[EXERCISE MATERIALS — start]
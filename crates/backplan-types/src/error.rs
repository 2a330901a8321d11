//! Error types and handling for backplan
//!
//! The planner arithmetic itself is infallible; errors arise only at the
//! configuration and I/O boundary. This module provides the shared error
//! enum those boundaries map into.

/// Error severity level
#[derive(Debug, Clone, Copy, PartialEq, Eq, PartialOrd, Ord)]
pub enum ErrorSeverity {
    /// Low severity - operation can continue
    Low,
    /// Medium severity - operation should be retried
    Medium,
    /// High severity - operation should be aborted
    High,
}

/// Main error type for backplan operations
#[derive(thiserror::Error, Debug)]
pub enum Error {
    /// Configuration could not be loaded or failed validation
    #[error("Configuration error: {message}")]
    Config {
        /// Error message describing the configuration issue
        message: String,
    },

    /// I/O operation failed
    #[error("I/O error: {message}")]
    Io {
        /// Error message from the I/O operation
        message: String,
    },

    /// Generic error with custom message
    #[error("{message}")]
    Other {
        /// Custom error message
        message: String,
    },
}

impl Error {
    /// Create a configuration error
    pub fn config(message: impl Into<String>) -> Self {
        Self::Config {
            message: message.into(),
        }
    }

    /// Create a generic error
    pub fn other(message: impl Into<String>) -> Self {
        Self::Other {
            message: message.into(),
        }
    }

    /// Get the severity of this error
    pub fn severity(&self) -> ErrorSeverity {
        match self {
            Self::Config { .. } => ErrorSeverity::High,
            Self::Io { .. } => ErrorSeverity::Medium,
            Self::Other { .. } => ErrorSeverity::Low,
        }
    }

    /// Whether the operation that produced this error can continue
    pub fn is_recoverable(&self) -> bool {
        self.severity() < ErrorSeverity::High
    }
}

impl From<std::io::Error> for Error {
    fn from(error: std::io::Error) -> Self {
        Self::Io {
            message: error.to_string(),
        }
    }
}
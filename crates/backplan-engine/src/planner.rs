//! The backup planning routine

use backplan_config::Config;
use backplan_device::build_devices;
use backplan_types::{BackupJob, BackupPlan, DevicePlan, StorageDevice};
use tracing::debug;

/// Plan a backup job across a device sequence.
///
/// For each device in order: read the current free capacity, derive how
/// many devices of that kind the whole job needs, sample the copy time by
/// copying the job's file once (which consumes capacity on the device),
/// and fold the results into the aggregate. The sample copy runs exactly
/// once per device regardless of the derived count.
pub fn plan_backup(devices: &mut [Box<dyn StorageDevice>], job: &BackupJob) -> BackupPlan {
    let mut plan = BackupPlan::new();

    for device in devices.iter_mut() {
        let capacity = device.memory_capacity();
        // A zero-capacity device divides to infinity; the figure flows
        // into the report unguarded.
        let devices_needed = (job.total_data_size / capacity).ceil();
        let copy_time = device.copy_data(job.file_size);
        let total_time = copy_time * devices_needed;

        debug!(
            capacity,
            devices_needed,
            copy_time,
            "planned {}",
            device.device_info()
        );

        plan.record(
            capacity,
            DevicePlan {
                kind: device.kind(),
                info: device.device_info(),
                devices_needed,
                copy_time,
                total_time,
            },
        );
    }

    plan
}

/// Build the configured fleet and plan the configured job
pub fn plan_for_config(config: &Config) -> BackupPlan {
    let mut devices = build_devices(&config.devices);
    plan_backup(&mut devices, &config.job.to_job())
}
[EXERCISE MATERIALS — finish]
YOUR TASK. Only the lines containing "sample" are needed; copy each of them from the data.

REPLY TO THE TASK.
/// many devices of that kind the whole job needs, sample the copy time by
/// and fold the results into the aggregate. The sample copy runs exactly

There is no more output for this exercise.